STERLING — Trucks loaded with sugar beets for early harvest started rolling into the receiving station here last Wednesday.
 

Carol Barrett/Journal-Advocate Sugar beets roll up the conveyor belt onto the pile at the Sterling station. The white truck has already dumped its beets and is waiting to receive its tare. Dirt removed from the beets will be put back into the truck before it is weighed "empty."


Carol Barrett/Journal-Advocate Workers at the Sterling station make sure this truckload of sugar beets is cleaned and then moved along the conveyor system toward the beet pile. The yellow-painted cab of the dump truck can barely be seen at the right.
“The early harvest primes the pump, so to speak. And everything went pretty well this year,” said Stewart Norrish, senior agriculturist for Western Sugar in Colorado — which includes Big Springs and Ogallala, Neb., as well.

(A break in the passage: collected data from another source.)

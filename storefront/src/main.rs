//! KeyStore storefront server
//!
//! ```bash
//! cargo run --bin keystore
//! curl http://localhost:3000/api/v1/products
//! ```

use anyhow::Context;
use keystore_storefront::{build_router, AppState, Config};
use keystore_web::shutdown_signal;
use tracing_subscriber::{layer::SubscriberExt, util::SubscriberInitExt};

#[tokio::main]
async fn main() -> anyhow::Result<()> {
    let _ = dotenvy::dotenv();

    let config = Config::from_env();

    tracing_subscriber::registry()
        .with(
            tracing_subscriber::EnvFilter::try_from_default_env()
                .unwrap_or_else(|_| config.server.log_level.clone().into()),
        )
        .with(tracing_subscriber::fmt::layer())
        .init();

    tracing::info!(
        address = %config.server.bind_address(),
        merchant = %config.storefront.merchant_name,
        "Starting KeyStore storefront"
    );

    let state = AppState::from_config(&config);
    let store = state.store.clone();
    let app = build_router(state);

    let listener = tokio::net::TcpListener::bind(config.server.bind_address())
        .await
        .with_context(|| format!("Failed to bind {}", config.server.bind_address()))?;
    tracing::info!("Listening on {}", listener.local_addr()?);

    axum::serve(listener, app)
        .with_graceful_shutdown(shutdown_signal())
        .await
        .context("Server error")?;

    tracing::info!("HTTP server stopped, draining effects");
    if let Err(error) = store.shutdown(config.server.shutdown_timeout).await {
        tracing::warn!(%error, "Store shutdown incomplete");
    }

    tracing::info!("Shutdown complete");
    Ok(())
}
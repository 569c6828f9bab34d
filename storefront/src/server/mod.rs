//! HTTP server for the storefront.
//!
//! - Application state shared by the handlers
//! - Router configuration

pub mod routes;
pub mod state;

pub use routes::build_router;
pub use state::AppState;
//! Storefront features, one reducer each.

pub mod admin;
pub mod cart;
pub mod checkout;
pub mod reviews;
pub mod session;
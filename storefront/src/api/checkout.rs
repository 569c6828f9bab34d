//! Checkout endpoints.
//!
//! - GET /api/v1/payment-methods - Methods with fee and payable total for the cart
//! - GET /api/v1/checkout - Checkout snapshot
//! - PUT /api/v1/checkout/details - Customer details, terms and payment method
//! - POST /api/v1/checkout/submit - Submit the cart as an order
//! - POST /api/v1/checkout/confirm - Pay, waiting for the gateway
//! - POST /api/v1/checkout/cancel - Abandon the payment
//! - POST /api/v1/checkout/reset - Start over after a completed order

#![allow(clippy::missing_errors_doc)]

use super::dispatch_and_settle;
use crate::app::StorefrontAction;
use crate::features::checkout::{
    CheckoutAction, CheckoutError, CheckoutPhase, CheckoutState, CustomerDetails,
};
use crate::payment::{CardDetails, PaymentMethod, PaymentReceipt};
use crate::server::state::AppState;
use crate::types::{Money, OrderId};
use axum::{extract::State, Json};
use keystore_web::{ApiJson, AppError, CorrelationId};
use serde::{Deserialize, Serialize};

/// A payment method as offered for the current cart
#[derive(Debug, Serialize)]
pub struct PaymentMethodView {
    /// Method id (`sbp`, `card`, ...)
    pub id: PaymentMethod,
    /// Display name
    pub name: &'static str,
    /// One-line description
    pub description: &'static str,
    /// Commission in basis points
    pub fee_bps: u32,
    /// Highlighted in the method picker
    pub popular: bool,
    /// Commission on the current cart total
    pub fee: Money,
    /// Cart total plus commission
    pub total: Money,
}

/// Request body for the checkout form
#[derive(Debug, Deserialize)]
pub struct UpdateDetailsRequest {
    /// Customer details
    #[serde(flatten)]
    pub details: CustomerDetails,
    /// Terms of sale accepted
    #[serde(default)]
    pub agree_to_terms: bool,
    /// Payment method, unchanged when omitted
    #[serde(default)]
    pub payment_method: Option<PaymentMethod>,
}

/// Request body for paying the submitted order
#[derive(Debug, Default, Deserialize)]
pub struct ConfirmRequest {
    /// Card details, for card payments
    #[serde(default)]
    pub card: Option<CardDetails>,
}

/// Successful payment
#[derive(Debug, Serialize)]
pub struct ConfirmResponse {
    /// Gateway receipt
    pub receipt: PaymentReceipt,
    /// Order number recorded for the payment
    pub order_id: Option<OrderId>,
}

/// Maps a checkout rejection to an HTTP error
fn rejection(error: &CheckoutError) -> AppError {
    if error.is_conflict() {
        AppError::conflict(error.to_string())
    } else {
        AppError::validation(error.to_string())
    }
}

async fn snapshot(state: &AppState) -> CheckoutState {
    state.store.state(|s| s.checkout.clone()).await
}

/// Sends a synchronous checkout command and reports its rejection, if any
async fn apply(state: &AppState, action: StorefrontAction) -> Result<CheckoutState, AppError> {
    state.store.send(action).await?;
    let checkout = snapshot(state).await;
    if let Some(error) = &checkout.rejection {
        return Err(rejection(error));
    }
    Ok(checkout)
}

/// List payment methods priced against the current cart.
pub async fn list_payment_methods(State(state): State<AppState>) -> Json<Vec<PaymentMethodView>> {
    let subtotal = state.store.state(|s| s.cart.total()).await;

    Json(
        PaymentMethod::ALL
            .iter()
            .map(|&method| PaymentMethodView {
                id: method,
                name: method.name(),
                description: method.description(),
                fee_bps: method.fee_bps(),
                popular: method.is_popular(),
                fee: method.fee(subtotal),
                total: method.total_with_fee(subtotal),
            })
            .collect(),
    )
}

/// Get the checkout.
pub async fn get_checkout(State(state): State<AppState>) -> Json<CheckoutState> {
    Json(snapshot(&state).await)
}

/// Fill in the checkout form.
///
/// ```bash
/// curl -X PUT http://localhost:3000/api/v1/checkout/details \
///   -H "Content-Type: application/json" \
///   -d '{"email": "ivan@example.com", "first_name": "Иван", "last_name": "Петров",
///        "agree_to_terms": true, "payment_method": "sbp"}'
/// ```
pub async fn update_details(
    State(state): State<AppState>,
    ApiJson(request): ApiJson<UpdateDetailsRequest>,
) -> Result<Json<CheckoutState>, AppError> {
    let mut checkout = apply(
        &state,
        CheckoutAction::UpdateDetails {
            details: request.details,
            agree_to_terms: request.agree_to_terms,
        }
        .into(),
    )
    .await?;

    if let Some(method) = request.payment_method {
        checkout = apply(&state, CheckoutAction::SelectPaymentMethod { method }.into()).await?;
    }

    Ok(Json(checkout))
}

/// Submit the cart as an order.
pub async fn submit(
    State(state): State<AppState>,
    correlation_id: CorrelationId,
) -> Result<Json<CheckoutState>, AppError> {
    tracing::info!(correlation_id = %correlation_id.0, "Submitting order");
    apply(&state, StorefrontAction::SubmitCheckout).await.map(Json)
}

/// Pay the submitted order.
///
/// Waits for the gateway. A declined payment answers `402` and leaves the
/// order awaiting payment so it can be retried.
pub async fn confirm(
    State(state): State<AppState>,
    correlation_id: CorrelationId,
    request: Option<ApiJson<ConfirmRequest>>,
) -> Result<Json<ConfirmResponse>, AppError> {
    let ConfirmRequest { card } = request.map(|ApiJson(r)| r).unwrap_or_default();
    tracing::info!(correlation_id = %correlation_id.0, with_card = card.is_some(), "Confirming payment");

    let produced = dispatch_and_settle(
        &state.store,
        CheckoutAction::ConfirmPayment { card }.into(),
        state.action_timeout,
    )
    .await?;

    for action in produced {
        match action {
            StorefrontAction::Checkout(CheckoutAction::PaymentSucceeded { receipt }) => {
                let order_id = state
                    .store
                    .state(|s| match &s.checkout.phase {
                        CheckoutPhase::Completed {
                            receipt: completed,
                            order_id,
                            ..
                        } if completed.transaction_id == receipt.transaction_id => order_id.clone(),
                        _ => None,
                    })
                    .await;
                metrics::counter!("storefront.payments.total", "outcome" => "succeeded").increment(1);
                return Ok(Json(ConfirmResponse { receipt, order_id }));
            },
            StorefrontAction::Checkout(CheckoutAction::PaymentFailed { reason }) => {
                metrics::counter!("storefront.payments.total", "outcome" => "declined").increment(1);
                return Err(AppError::payment_declined(reason));
            },
            StorefrontAction::Checkout(CheckoutAction::PaymentRejected { error }) => {
                return Err(rejection(&error));
            },
            _ => {},
        }
    }

    Err(AppError::conflict("The payment was cancelled"))
}

/// Abandon the payment and go back to the form.
pub async fn cancel(State(state): State<AppState>) -> Result<Json<CheckoutState>, AppError> {
    apply(&state, CheckoutAction::CancelPayment.into()).await.map(Json)
}

/// Start over after a completed order.
pub async fn reset(State(state): State<AppState>) -> Result<Json<CheckoutState>, AppError> {
    apply(&state, CheckoutAction::Reset.into()).await.map(Json)
}

#[cfg(test)]
mod tests {
    use super::*;
    use crate::payment::PaymentError;
    use axum::http::StatusCode;

    #[test]
    fn test_rejection_status_follows_the_error_kind() {
        assert_eq!(rejection(&CheckoutError::AlreadySubmitted).status(), StatusCode::CONFLICT);
        assert_eq!(rejection(&CheckoutError::InvoiceExpired).status(), StatusCode::CONFLICT);
        assert_eq!(rejection(&CheckoutError::NothingToCancel).status(), StatusCode::CONFLICT);
        assert_eq!(
            rejection(&CheckoutError::InvalidEmail).status(),
            StatusCode::UNPROCESSABLE_ENTITY
        );
        assert_eq!(
            rejection(&CheckoutError::Payment(PaymentError::MissingCard)).status(),
            StatusCode::UNPROCESSABLE_ENTITY
        );
    }

    #[test]
    fn test_rejection_keeps_the_error_message() {
        let error = rejection(&CheckoutError::NotCompleted);
        assert_eq!(error.message(), CheckoutError::NotCompleted.to_string());
        assert_eq!(error.code(), "CONFLICT");
    }
}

The beets from Sterling are hauled to the sugar factory in Fort Morgan for processing.

Norrish said the factory started up Oct. 1, and will continue to run until all the beats harvested this fall are processed into sugar.


“The early season gives growers a chance to get some of their beets out of the ground and processed,” Norrish said.

He said the regular season started Oct. 8.

The beets that are being dug now won’t store well because the weather is too warm, he said. Those dug later, after the weather cools, can be piled up and stored at the various receiving stations and at the Fort Morgan plant. If the fall and winter weather stays cold, the beets store relatively well. If the winter turns out to be a warm one, there will be more spoilage.

Norrish hopes all the beets will be dug by the first week of November, if the weather allows growers to keep digging beets.

.“Sugar content was about 15 percent for early harvest, which is about average,” Norrish said.

After the weather gets colder, the sugar content will rise some.

“Everybody we talked to was pleased with their tonnage (tons per acre),” he added.

Overall, there may be fewer beets and less sugar processed at the Fort Morgan plant this year than last year.

“Last year, we had a 30 percent over-plant,” Norrish said, meaning that beet growers took a chance and planted 30 percent more acres than they had contracted. “This year, it’s one-to-one (with the contracted acres).”

Carl Schoenfelder, factory manager at Fort Morgan, said, “We started at 8 a.m. Oct. 1, Monday. We ramped up the machines a little at a time last week, and turned up the dials. Now we’re at what we consider standard.”

He said they will probably have to adjust the dials again a couple of times, but that isn’t a problem.

“We expect the campaign to run 126 days,” Schoenfelder said.

So if all continues to run smoothly, the sugar factory will run 24 hours a day, seven days a week, into the early days of February.

The company can predict the length of the campaign more accurately this year because the acres that were actually planted to beets matched the contracted acres.

Western Sugar contracted with an employment service this year to hire the people needed to work during the campaign.

“We still have a few positions to fill,” Schoenfelder said. “Mostly in the lab, and a few in the factory, too.”